#### What is needed:
Please return all lines of the data below containing the string "mpsc".

#### Records to use:

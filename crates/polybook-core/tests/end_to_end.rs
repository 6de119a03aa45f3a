//! End-to-end execution through the orchestrator.
//!
//! Tests that need a toolchain return early when it is not installed.

use std::time::Duration;

use polybook_core::{
    AbortHandle, CellUpdate, Config, Error, ExecutionRequest, InputBroker, InterpreterSession,
    Language, Orchestrator, OutputItem, SessionConfig, SessionState, TransientRunner,
};
use polybook_core::execute::NullSink;
use tokio::sync::mpsc;

const TIMEOUT: Duration = Duration::from_secs(30);

fn python() -> Option<String> {
    ["python3", "python"]
        .into_iter()
        .find(|p| which::which(p).is_ok())
        .map(str::to_string)
}

fn has(tool: &str) -> bool {
    which::which(tool).is_ok()
}

fn orchestrator(python: String) -> (Orchestrator, mpsc::UnboundedReceiver<CellUpdate>) {
    let config = Config {
        python,
        ..Config::default()
    };
    Orchestrator::new(config, InputBroker::new())
}

fn text_of(items: &[OutputItem]) -> String {
    items
        .iter()
        .filter_map(|item| match item {
            OutputItem::Text(text) => Some(text.as_str()),
            _ => None,
        })
        .collect()
}

/// Wait for the first update that shows an input prompt.
async fn next_prompt(updates: &mut mpsc::UnboundedReceiver<CellUpdate>) -> (String, String) {
    loop {
        let update = updates.recv().await.expect("update stream closed");
        for item in update.items {
            if let OutputItem::InputRequest(prompt) = item {
                return (prompt.request_id, prompt.prompt);
            }
        }
    }
}

#[tokio::test]
async fn test_stateless_print() {
    let Some(python) = python() else { return };
    let (orchestrator, _updates) = orchestrator(python.clone());

    let report = tokio::time::timeout(
        TIMEOUT,
        orchestrator.execute(ExecutionRequest::new("a", "python", "print(\"hi\")").stateless(true)),
    )
    .await
    .unwrap();
    assert_eq!(report.outcome.unwrap(), vec![OutputItem::Text("hi\n".to_string())]);
    assert_eq!(orchestrator.broker().pending_count(), 0);

    // The same through a session directly, to observe its disposal.
    let session = InterpreterSession::new(SessionConfig {
        program: python,
        startup_timeout: Duration::from_secs(10),
    });
    let result = tokio::time::timeout(
        TIMEOUT,
        session.execute("print(\"hi\")", std::sync::Arc::new(NullSink), &AbortHandle::new()),
    )
    .await
    .unwrap()
    .unwrap();
    assert_eq!(result.displayed, "hi\n");
    session.shutdown().await;
    assert_eq!(session.state(), SessionState::Disposed);
}

#[tokio::test]
async fn test_input_round_trip() {
    let Some(python) = python() else { return };
    let (orchestrator, mut updates) = orchestrator(python);

    let code = "name = input(\"Name: \")\nprint(f\"Hello, {name}!\")";
    let task = {
        let orchestrator = orchestrator.clone();
        tokio::spawn(async move {
            orchestrator
                .execute(ExecutionRequest::new("b", "python", code))
                .await
        })
    };

    let (request_id, prompt) = tokio::time::timeout(TIMEOUT, next_prompt(&mut updates))
        .await
        .unwrap();
    assert_eq!(prompt, "Name: ");
    assert_eq!(
        orchestrator.broker().resolve(Some(&request_id), "Ada"),
        Some(request_id.clone())
    );

    let report = tokio::time::timeout(TIMEOUT, task).await.unwrap().unwrap();
    let text = text_of(&report.outcome.unwrap());
    assert!(text.contains("Name: Ada\nHello, Ada!"), "got {text:?}");
    assert_eq!(orchestrator.broker().pending_count(), 0);
    orchestrator.dispose().await;
}

#[tokio::test]
async fn test_compile_error_is_reported() {
    if !has("gcc") {
        return;
    }
    let runner = TransientRunner::new(Config::default());
    let err = runner
        .run(
            Language::C,
            "int main(void) { return 0 }",
            &NullSink,
            &AbortHandle::new(),
        )
        .await
        .unwrap_err();
    match err {
        Error::CompileFailure { language, diagnostics } => {
            assert_eq!(language, "c");
            assert!(diagnostics.contains("error"), "got {diagnostics:?}");
        }
        other => panic!("expected compile failure, got {other:?}"),
    }
}

#[tokio::test]
async fn test_java_compile_error_is_reported() {
    if !has("javac") || !has("java") {
        return;
    }
    let (orchestrator, _updates) = orchestrator(python().unwrap_or_else(|| "python3".into()));
    let report = tokio::time::timeout(
        TIMEOUT,
        orchestrator.execute(ExecutionRequest::new("j", "java", "int x = ;")),
    )
    .await
    .unwrap();
    assert!(matches!(report.outcome, Err(Error::CompileFailure { .. })));
}

#[tokio::test]
async fn test_state_is_shared_but_not_with_stateless_blocks() {
    let Some(python) = python() else { return };
    let (orchestrator, _updates) = orchestrator(python);

    let run = |id: &str, code: &str, stateless: bool| {
        let request = ExecutionRequest::new(id, "python", code).stateless(stateless);
        let orchestrator = orchestrator.clone();
        async move {
            tokio::time::timeout(TIMEOUT, orchestrator.execute(request))
                .await
                .unwrap()
        }
    };

    let first = run("d1", "answer = 41", false).await;
    assert!(first.outcome.is_ok());

    let second = run("d2", "print(answer + 1)", false).await;
    assert_eq!(text_of(&second.outcome.unwrap()), "42\n");
    assert!(second.execution_order > first.execution_order);

    let isolated = run("d3", "print(answer + 1)", true).await;
    let text = text_of(&isolated.outcome.unwrap());
    assert!(text.contains("NameError"), "got {text:?}");

    orchestrator.dispose().await;
}

#[tokio::test]
async fn test_interrupt_then_fresh_session() {
    let Some(python) = python() else { return };
    let (orchestrator, _updates) = orchestrator(python);

    let setup = orchestrator
        .execute(ExecutionRequest::new("i1", "python", "kept = 1"))
        .await;
    assert!(setup.outcome.is_ok());

    let task = {
        let orchestrator = orchestrator.clone();
        tokio::spawn(async move {
            orchestrator
                .execute(ExecutionRequest::new(
                    "i2",
                    "python",
                    "import time\nprint('sleeping', flush=True)\ntime.sleep(60)",
                ))
                .await
        })
    };
    tokio::time::sleep(Duration::from_millis(500)).await;
    orchestrator.interrupt();

    let report = tokio::time::timeout(TIMEOUT, task).await.unwrap().unwrap();
    assert!(matches!(report.outcome, Err(Error::Interrupted)));

    let after = tokio::time::timeout(
        TIMEOUT,
        orchestrator.execute(ExecutionRequest::new("i3", "python", "print('kept' in globals())")),
    )
    .await
    .unwrap();
    assert_eq!(text_of(&after.outcome.unwrap()), "False\n");
    orchestrator.dispose().await;
}

#[tokio::test]
async fn test_cancelled_request_reports_cancelled() {
    let Some(python) = python() else { return };
    let (orchestrator, _updates) = orchestrator(python);

    let abort = AbortHandle::new();
    let task = {
        let orchestrator = orchestrator.clone();
        let request = ExecutionRequest::new("x", "python", "import time\ntime.sleep(60)")
            .with_abort(abort.clone());
        tokio::spawn(async move { orchestrator.execute(request).await })
    };
    tokio::time::sleep(Duration::from_millis(500)).await;
    abort.abort();

    let report = tokio::time::timeout(TIMEOUT, task).await.unwrap().unwrap();
    let err = report.outcome.unwrap_err();
    assert!(matches!(err, Error::Cancelled));
    assert!(err.is_stopped());
    orchestrator.dispose().await;
}

#[tokio::test]
async fn test_pending_input_is_cancelled_on_dispose() {
    let Some(python) = python() else { return };
    let (orchestrator, mut updates) = orchestrator(python);

    let task = {
        let orchestrator = orchestrator.clone();
        tokio::spawn(async move {
            orchestrator
                .execute(ExecutionRequest::new("p", "python", "input('Waiting: ')"))
                .await
        })
    };
    let _ = tokio::time::timeout(TIMEOUT, next_prompt(&mut updates))
        .await
        .unwrap();
    assert_eq!(orchestrator.broker().pending_count(), 1);

    orchestrator.dispose().await;
    let report = tokio::time::timeout(TIMEOUT, task).await.unwrap().unwrap();
    assert!(matches!(report.outcome, Err(Error::SessionDisposed)));
    assert_eq!(orchestrator.broker().pending_count(), 0);
}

#### Output for this task:
use tokio::sync::mpsc;
fn orchestrator(python: String) -> (Orchestrator, mpsc::UnboundedReceiver<CellUpdate>) {
async fn next_prompt(updates: &mut mpsc::UnboundedReceiver<CellUpdate>) -> (String, String) {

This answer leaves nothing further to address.